I was running a boutique creative agency back in 1994, when one of my clients asked me to build them a corporate web site. I remember the blazing bandwidth speeds back then, and the home page of that four page web site took about 2 minutes to download!! After that project, I was hooked and have been in some internet-related venture ever since.
If you haven’t noticed yet, we think it’s way to hard to buy and sell advertising! So I believe the automation wave has started and will only get bigger. On a personal note, I’m very interested in how much more time is spent on a mobile device vs desktop; this will continue to be a tectonic shift that drives tons of opportunity and innovation.
iSocket is a workflow automation tool purpose-built to automated the buying and selling of premium, reserved media. While most ad tech companies are built around RTB, iSocket is built to streamline direct, reserved sales, a $37 billion market. Most people outside the industry are surprised to learn that a typical reserved media buy requires more than 40 steps to complete and is largely executed manually. iSocket automates many of those steps, which frees up time for both publisher teams and media-planning teams to work strategically and create more unique marketing campaigns.
There’s been a clear need for automation in this section of the market for a long time, and iSocket was the first to address it directly. Our vision is to help premium publishers’ teams (clients include Condé Nast, Microsoft, Fobes, and Rolling Stone) and media buyers transcend the minutiae of executing deals and focus on creating meaningful marketing opportunities.

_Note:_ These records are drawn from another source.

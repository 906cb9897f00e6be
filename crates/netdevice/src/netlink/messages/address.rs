//! Strongly-typed address message.

use std::net::{IpAddr, Ipv4Addr, Ipv6Addr};

use crate::netlink::parse::{
    FromNetlink, PResult, cut, parse_attrs, parse_bytes, parse_string_from_bytes,
};
use crate::netlink::types::addr::{IfAddrMsg, ifa};

/// Address message (RTM_NEWADDR / RTM_DELADDR payload).
#[derive(Debug, Clone, Default, PartialEq, Eq)]
pub struct AddressMessage {
    /// Fixed-size header.
    pub(crate) header: IfAddrMsg,
    /// Address (IFA_ADDRESS).
    pub(crate) address: Option<IpAddr>,
    /// Local address (IFA_LOCAL).
    pub(crate) local: Option<IpAddr>,
    /// Interface label (IFA_LABEL), IPv4 only.
    pub(crate) label: Option<String>,
}

impl AddressMessage {
    /// Get the fixed header.
    pub fn header(&self) -> &IfAddrMsg {
        &self.header
    }

    /// Get the address family.
    pub fn family(&self) -> u8 {
        self.header.ifa_family
    }

    /// Check if this is an IPv4 address.
    pub fn is_ipv4(&self) -> bool {
        self.header.ifa_family == libc::AF_INET as u8
    }

    /// Get the prefix length.
    pub fn prefix_len(&self) -> u8 {
        self.header.ifa_prefixlen
    }

    /// Get the interface index.
    pub fn ifindex(&self) -> u32 {
        self.header.ifa_index
    }

    /// Get the interface label.
    ///
    /// For IPv4 this is the interface name, or `name:alias` for aliases.
    pub fn label(&self) -> Option<&str> {
        self.label.as_deref()
    }

    /// Get the primary address (local or address).
    pub fn primary_address(&self) -> Option<&IpAddr> {
        self.local.as_ref().or(self.address.as_ref())
    }
}

fn ip_addr(data: &[u8], family: u8) -> Option<IpAddr> {
    match family as i32 {
        libc::AF_INET => {
            let octets: [u8; 4] = data.get(..4)?.try_into().ok()?;
            Some(IpAddr::V4(Ipv4Addr::from(octets)))
        }
        libc::AF_INET6 => {
            let octets: [u8; 16] = data.get(..16)?.try_into().ok()?;
            Some(IpAddr::V6(Ipv6Addr::from(octets)))
        }
        _ => None,
    }
}

impl FromNetlink for AddressMessage {
    fn parse(input: &mut &[u8]) -> PResult<Self> {
        let header_bytes = parse_bytes(input, IfAddrMsg::SIZE)?;
        let header = match IfAddrMsg::from_bytes(header_bytes) {
            Ok(header) => header,
            Err(_) => return cut(),
        };

        let mut msg = AddressMessage {
            header,
            ..Default::default()
        };

        for (attr_type, data) in parse_attrs(input)? {
            match attr_type {
                ifa::IFA_ADDRESS => msg.address = ip_addr(data, header.ifa_family),
                ifa::IFA_LOCAL => msg.local = ip_addr(data, header.ifa_family),
                ifa::IFA_LABEL => msg.label = Some(parse_string_from_bytes(data)),
                _ => {}
            }
        }

        Ok(msg)
    }
}

#[cfg(test)]
mod tests {
    use super::*;
    use crate::netlink::builder::MessageBuilder;
    use crate::netlink::message::{NLMSG_HDRLEN, NlMsgType};

    #[test]
    fn test_parse_ipv4_address() {
        let mut builder = MessageBuilder::<IfAddrMsg>::new(NlMsgType::RTM_NEWADDR, 0);
        *builder.payload_mut() = IfAddrMsg::new()
            .with_family(libc::AF_INET as u8)
            .with_prefixlen(24)
            .with_index(3);
        builder.append_attr(ifa::IFA_ADDRESS, &[192, 168, 1, 10]);
        builder.append_attr(ifa::IFA_LOCAL, &[192, 168, 1, 10]);
        builder.append_attr_str(ifa::IFA_LABEL, "eth0");
        let msg = builder.finish().unwrap();

        let addr = AddressMessage::from_bytes(&msg[NLMSG_HDRLEN..]).unwrap();
        assert!(addr.is_ipv4());
        assert_eq!(addr.ifindex(), 3);
        assert_eq!(addr.prefix_len(), 24);
        assert_eq!(addr.label(), Some("eth0"));
        assert_eq!(
            addr.primary_address(),
            Some(&IpAddr::V4(Ipv4Addr::new(192, 168, 1, 10)))
        );
    }

    #[test]
    fn test_ip_addr_rejects_short_payload() {
        assert_eq!(ip_addr(&[10, 0], libc::AF_INET as u8), None);
        assert_eq!(ip_addr(&[0; 16], 0), None);
    }
}
//! Async rtnetlink client for bringing up and watching Linux network
//! interfaces.
//!
//! The crate has three layers:
//!
//! - [`netlink::MessageBuilder`] assembles one request inside a fixed
//!   capacity and refuses to emit a message that overflowed.
//! - [`netlink::Connection`] sends requests with increasing sequence numbers
//!   and interprets the kernel's ACK/error reply.
//! - [`wait`] follows link and address notifications until a set of
//!   interfaces is present, up, addressed or gone.
//!
//! # Example
//!
//! ```ignore
//! use netdevice::netlink::{Connection, Protocol};
//! use netdevice::util::IfreqProbe;
//! use netdevice::wait::{wait_for_timeout, Quantifier, WaitCondition};
//! use std::time::Duration;
//!
//! #[tokio::main]
//! async fn main() -> netdevice::Result<()> {
//!     let conn = Connection::new(Protocol::Route)?;
//!     conn.add_link("vcan0", "vcan").await?;
//!     conn.set_link_state("vcan0", true).await?;
//!
//!     wait_for_timeout(
//!         IfreqProbe::default(),
//!         ["vcan0"],
//!         WaitCondition::PresentAndUp,
//!         Quantifier::AllOf,
//!         Duration::from_secs(5),
//!     )
//!     .await?;
//!     Ok(())
//! }
//! ```
//!
//! # Features
//!
//! - `serde` - Serialize/Deserialize on [`Config`] and the wait state types
//! - `integration` - root-only integration tests

pub mod config;
pub mod netlink;
pub mod util;
pub mod wait;

pub use config::{Config, SocketDomain};
pub use netlink::{Connection, Error, Protocol, Result};
pub use wait::{InterfaceTracker, Quantifier, WaitCondition, WaitState, wait_for, wait_for_timeout};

iSocket will be announcing some interesting demand partnerships in the near future. We’re fairly well-known for our publisher sales automation and programmatic premium iFP platform, but our media planning and buying platform iFA is relatively new and unknown. We think that is about to change in a very big way, and iFA will surprise people. Stay tuned!
One of our most important partnerships is our relationship with Google’s DFP, which is the most commonly used ad server on the market. iSocket was the very first company to connect to DFP via API, and in fact,we informed many decisions about the development of that API. This API connection is what initially allowed us to build out our automated
We have also made several strategic channel partnerships with DSPs and media-planning tools including MediaMath, Kantar Media, and Markit on Demand. These partnerships provide value to our publisher clients by helping them get in front of new demand partners (our partner’s clients). For MediaMath, we have an API partnership, so their users can actually buy guaranteed inventory from iSocket publishers, without ever leaving their TerminalOne platform. Publishers can secure new demand partners, and buyers don’t need yet another log-in.
I don’t really want to claim successes as a CEO, as the wins are almost always the result of a team effort. Being a CEO is a somewhat egotistical pursuit in and of itself, so I try not to let myself go there.
As for difficult times, particularly for a start-up, every day is HARD, and I literally learn a dozen new things every day.
I love being an entrepreneur, but it’s not for everyone. Know what you’re getting into – which could be an entire interview in itself – and remember: you can be entrepreneurial even in a big company, a non-profit or just about any organization.
Most interesting headline read this week:
I’ve been most entertained and perplexed by most of the financial sites the past 2-3 months, where one headline talks about the coming market correction and another right next to it saying now is the time to buy stocks.